Reporters’ Roundup: In earthquake, teleworkers win; OPM explains closures, more

These are the stories Federal News Radio reporters are working on today. The dress code is relaxing as offices thin out for the end of August. Federal News Radi...

These are the stories Federal News Radio reporters are working on today.

  • The dress code is relaxing as offices thin out for the end of August. Federal News Radio’s Mike Causey is getting all kinds of reports of bad sartorial behavior from all over the government, and he’s here to talk about what readers are telling him.
  • Tuesday’s earthquake shook us all, but information about whether you should go to work might have given you a headache. The Office of Personnel Management decided to keep agencies open today. But its story kept changing about whether specific buildings would close. Federal News Radio’s Ruben Gomez spoke with OPM’s Angela Bailey, who says the decision to close a building belongs to GSA.
  • The Veterans Affairs Department and the Centers for Disease Control and Prevention are among the agencies preparing to let their employees use their iPhones, iPads, and android devices on the agency networks. VA plans to lets employees start as early as October 1. The CDC is still in a pilot stage. But for CDC it’s not a matter of if, but when. Jaspool Sagoo is the CDC’s chief technology officer. He tells Federal News Radio’s Jason Miller about how CDC is implementing mobile computing for its workforce.
  • The Army has moved more than 2,000 users of the military’s secret computer network to a new, more secure system for signing in.

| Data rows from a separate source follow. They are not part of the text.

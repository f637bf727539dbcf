//! Vocabulary tables and merge rules.
//!
//! Every behavior module may contribute vocabulary: verbs (with synonyms,
//! object requirements, and the event they fire), nouns, adjectives,
//! prepositions, directions, and event declarations. The manager merges
//! all contributions into one table — the sole truth fed to parsers. A
//! verb no module defines is unknown to the parser and never reaches the
//! core.

use crate::action::Verbosity;
use serde::{Deserialize, Serialize};
use skein_data::Value;
use std::collections::{BTreeMap, BTreeSet};
use thiserror::Error;

/// A verb contributed by a behavior module.
#[derive(Debug, Clone, Default, PartialEq, Serialize, Deserialize)]
pub struct VerbDef {
    pub word: String,
    #[serde(default)]
    pub synonyms: Vec<String>,
    #[serde(default)]
    pub object_required: bool,
    /// Event fired on the target entity when this verb mutates it.
    #[serde(default)]
    pub event: Option<String>,
    /// Event used when the primary event has no takers (put → drop).
    #[serde(default)]
    pub fallback_event: Option<String>,
    #[serde(default)]
    pub narration_mode: Verbosity,
    /// Trait metadata for downstream narration.
    #[serde(default)]
    pub llm_context: Value,
}

impl VerbDef {
    pub fn new(word: &str) -> Self {
        Self {
            word: word.to_string(),
            ..Self::default()
        }
    }

    pub fn with_synonyms(mut self, synonyms: &[&str]) -> Self {
        self.synonyms = synonyms.iter().map(|s| (*s).to_string()).collect();
        self
    }

    pub fn requires_object(mut self) -> Self {
        self.object_required = true;
        self
    }

    pub fn fires(mut self, event: &str) -> Self {
        self.event = Some(event.to_string());
        self
    }

    pub fn falls_back_to(mut self, event: &str) -> Self {
        self.fallback_event = Some(event.to_string());
        self
    }

    pub fn brief(mut self) -> Self {
        self.narration_mode = Verbosity::Brief;
        self
    }

    /// Everything except synonyms; two modules may re-declare a verb only
    /// when this matches, and their synonyms union.
    fn metadata_matches(&self, other: &VerbDef) -> bool {
        self.object_required == other.object_required
            && self.event == other.event
            && self.fallback_event == other.fallback_event
            && self.narration_mode == other.narration_mode
    }
}

/// A noun (or adjective) with synonyms.
#[derive(Debug, Clone, Default, PartialEq, Serialize, Deserialize)]
pub struct NounDef {
    pub word: String,
    #[serde(default)]
    pub synonyms: Vec<String>,
}

impl NounDef {
    pub fn new(word: &str) -> Self {
        Self {
            word: word.to_string(),
            synonyms: Vec::new(),
        }
    }

    pub fn with_synonyms(mut self, synonyms: &[&str]) -> Self {
        self.synonyms = synonyms.iter().map(|s| (*s).to_string()).collect();
        self
    }
}

/// A declared event name, for dispatchers that fire without a verb.
#[derive(Debug, Clone, Default, PartialEq, Serialize, Deserialize)]
pub struct EventDef {
    pub event: String,
    #[serde(default)]
    pub description: String,
}

/// One module's vocabulary contribution.
#[derive(Debug, Clone, Default, PartialEq, Serialize, Deserialize)]
pub struct Vocabulary {
    #[serde(default)]
    pub verbs: Vec<VerbDef>,
    #[serde(default)]
    pub nouns: Vec<NounDef>,
    #[serde(default)]
    pub adjectives: Vec<NounDef>,
    #[serde(default)]
    pub prepositions: Vec<String>,
    #[serde(default)]
    pub directions: Vec<String>,
    #[serde(default)]
    pub events: Vec<EventDef>,
}

/// A vocabulary contribution that cannot merge.
#[derive(Debug, Error, PartialEq, Eq)]
pub enum VocabError {
    #[error("verb '{word}' declared twice with conflicting metadata (by '{first}' and '{second}')")]
    ConflictingVerb {
        word: String,
        first: String,
        second: String,
    },
    #[error("word '{word}' from '{module}' is already a different verb's synonym or primary")]
    ConflictingSynonym { word: String, module: String },
    #[error("verb '{word}' from '{module}' has no registered handler")]
    MissingHandler { word: String, module: String },
    #[error("verb '{word}' already has a handler; '{module}' cannot register another")]
    DuplicateHandler { word: String, module: String },
}

/// Every module's vocabulary merged into one table, with the two routing
/// maps the dispatcher needs: any verb form → primary word → handler/event.
#[derive(Debug, Clone, Default)]
pub struct MergedVocabulary {
    verbs: BTreeMap<String, VerbDef>,
    /// any form (primary or synonym) → primary word
    verb_lookup: BTreeMap<String, String>,
    /// which module first declared each primary, for conflict messages
    declared_by: BTreeMap<String, String>,
    nouns: BTreeMap<String, NounDef>,
    adjectives: BTreeSet<String>,
    prepositions: BTreeSet<String>,
    directions: BTreeSet<String>,
    events: BTreeMap<String, EventDef>,
}

impl MergedVocabulary {
    /// Merge one module's contribution.
    pub fn absorb(&mut self, module: &str, vocab: &Vocabulary) -> Result<(), VocabError> {
        for verb in &vocab.verbs {
            self.absorb_verb(module, verb)?;
        }
        for noun in &vocab.nouns {
            let entry = self.nouns.entry(noun.word.clone()).or_insert_with(|| NounDef {
                word: noun.word.clone(),
                synonyms: Vec::new(),
            });
            for syn in &noun.synonyms {
                if !entry.synonyms.contains(syn) {
                    entry.synonyms.push(syn.clone());
                }
            }
        }
        for adjective in &vocab.adjectives {
            self.adjectives.insert(adjective.word.clone());
        }
        self.prepositions.extend(vocab.prepositions.iter().cloned());
        self.directions.extend(vocab.directions.iter().cloned());
        for event in &vocab.events {
            self.events.entry(event.event.clone()).or_insert_with(|| event.clone());
        }
        Ok(())
    }

    fn absorb_verb(&mut self, module: &str, verb: &VerbDef) -> Result<(), VocabError> {
        match self.verbs.get_mut(&verb.word) {
            Some(existing) => {
                if !existing.metadata_matches(verb) {
                    return Err(VocabError::ConflictingVerb {
                        word: verb.word.clone(),
                        first: self
                            .declared_by
                            .get(&verb.word)
                            .cloned()
                            .unwrap_or_default(),
                        second: module.to_string(),
                    });
                }
                // identical redeclaration: union the synonyms
                for syn in &verb.synonyms {
                    if !existing.synonyms.contains(syn) {
                        existing.synonyms.push(syn.clone());
                    }
                }
            },
            None => {
                // a new primary must not collide with any existing form
                if self.verb_lookup.contains_key(&verb.word) {
                    return Err(VocabError::ConflictingSynonym {
                        word: verb.word.clone(),
                        module: module.to_string(),
                    });
                }
                self.verbs.insert(verb.word.clone(), verb.clone());
                self.declared_by.insert(verb.word.clone(), module.to_string());
                self.verb_lookup.insert(verb.word.clone(), verb.word.clone());
            },
        }

        for syn in &verb.synonyms {
            match self.verb_lookup.get(syn) {
                Some(primary) if primary == &verb.word => {},
                Some(_) => {
                    return Err(VocabError::ConflictingSynonym {
                        word: syn.clone(),
                        module: module.to_string(),
                    });
                },
                None => {
                    self.verb_lookup.insert(syn.clone(), verb.word.clone());
                },
            }
        }
        Ok(())
    }

    /// Resolve any verb form to its definition.
    pub fn resolve_verb(&self, word: &str) -> Option<&VerbDef> {
        let primary = self.verb_lookup.get(word)?;
        self.verbs.get(primary)
    }

    /// The event a verb fires, synonym-aware.
    pub fn event_for_verb(&self, word: &str) -> Option<&str> {
        self.resolve_verb(word).and_then(|v| v.event.as_deref())
    }

    pub fn fallback_event_for_verb(&self, word: &str) -> Option<&str> {
        self.resolve_verb(word).and_then(|v| v.fallback_event.as_deref())
    }

    pub fn narration_mode(&self, word: &str) -> Verbosity {
        self.resolve_verb(word).map(|v| v.narration_mode).unwrap_or_default()
    }

    pub fn is_direction(&self, word: &str) -> bool {
        self.directions.contains(word)
    }

    pub fn is_preposition(&self, word: &str) -> bool {
        self.prepositions.contains(word)
    }

    pub fn is_adjective(&self, word: &str) -> bool {
        self.adjectives.contains(word)
    }

    /// Known-noun synonym expansion for the parser; matches primaries and
    /// synonyms. Unknown words get no entry and pass through.
    pub fn noun(&self, word: &str) -> Option<&NounDef> {
        self.nouns
            .get(word)
            .or_else(|| self.nouns.values().find(|noun| noun.synonyms.iter().any(|s| s == word)))
    }

    pub fn verbs(&self) -> impl Iterator<Item = &VerbDef> {
        self.verbs.values()
    }

    pub fn declared_event(&self, event: &str) -> bool {
        self.events.contains_key(event)
    }
}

It’s one of several advances the service says it’s making on identity management. WFED’s Jared Serbu has the story.
  • Yesterday’s earthquake led to clogged parking lots and long commutes home for many federal workers, followed by uncertainty about whether they should go into work this morning. Teleworkers didn’t have to deal with any of that. The earthquake may be a wake up call to agencies that have been slow to let employees work from home. WFED’s Emily Kopp has the story.